Within the entries below, how many lines carry the word "paginate"? State the number and stop.

┌────────

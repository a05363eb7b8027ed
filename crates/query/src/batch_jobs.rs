// SPDX-License-Identifier: BUSL-1.1
// Copyright (c) 2026 Alfred Jean LLC

//! BatchJob filter/order/paginate (§4.1).

use std::collections::BTreeMap;

use jobctl_core::{BatchJob, BatchJobState, OrderKey, SiteId, UserId};
use jobctl_storage::MaterializedState;
use serde::{Deserialize, Serialize};

use crate::error::QueryError;
use crate::order::sort_by_keys;
use crate::page::{paginate, Page, Paginator};

#[derive(Debug, Clone, Default, Serialize, Deserialize)]
pub struct BatchJobFilter {
    pub site_id_in: Option<Vec<SiteId>>,
    pub state_in: Option<Vec<BatchJobState>>,
    pub scheduler_id: Option<i64>,
    #[serde(default)]
    pub filter_tags_superset: BTreeMap<String, String>,
}

impl BatchJobFilter {
    fn matches(&self, bj: &BatchJob) -> bool {
        if let Some(sites) = &self.site_id_in {
            if !sites.contains(&bj.site_ref) {
                return false;
            }
        }
        if let Some(states) = &self.state_in {
            if !states.contains(&bj.state) {
                return false;
            }
        }
        if let Some(sid) = self.scheduler_id {
            if bj.scheduler_id != Some(sid) {
                return false;
            }
        }
        if !self
            .filter_tags_superset
            .iter()
            .all(|(k, v)| bj.filter_tags.get(k) == Some(v))
        {
            return false;
        }
        true
    }
}

fn field_cmp(field: &str, a: &BatchJob, b: &BatchJob) -> Option<std::cmp::Ordering> {
    use std::cmp::Ordering;
    Some(match field {
        "id" => a.id.cmp(&b.id),
        "state" => format!("{:?}", a.state).cmp(&format!("{:?}", b.state)),
        "scheduler_id" => a.scheduler_id.cmp(&b.scheduler_id),
        _ => return Option::<Ordering>::None,
    })
}

fn scan(state: &MaterializedState, owner_id: &UserId, filter: &BatchJobFilter) -> Vec<BatchJob> {
    state
        .batch_jobs
        .values()
        .filter(|bj| &bj.owner_id == owner_id)
        .filter(|bj| filter.matches(bj))
        .cloned()
        .collect()
}

fn ordered(mut items: Vec<BatchJob>, order_by: &[OrderKey]) -> Vec<BatchJob> {
    let keys: Vec<OrderKey> = if order_by.is_empty() {
        vec![OrderKey {
            field: "id".into(),
            descending: false,
        }]
    } else {
        order_by.to_vec()
    };
    sort_by_keys(&mut items, &keys, field_cmp);
    items
}

pub fn list(
    state: &MaterializedState,
    owner_id: &UserId,
    filter: &BatchJobFilter,
    order_by: &[OrderKey],
    paginator: Paginator,
) -> Page<BatchJob> {
    paginate(ordered(scan(state, owner_id, filter), order_by), paginator)
}

pub fn count(state: &MaterializedState, owner_id: &UserId, filter: &BatchJobFilter) -> usize {
    scan(state, owner_id, filter).len()
}

pub fn get(
    state: &MaterializedState,
    owner_id: &UserId,
    filter: &BatchJobFilter,
) -> Result<BatchJob, QueryError> {
    crate::page::get_one(scan(state, owner_id, filter))
}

└────────

Result for this exercise. 3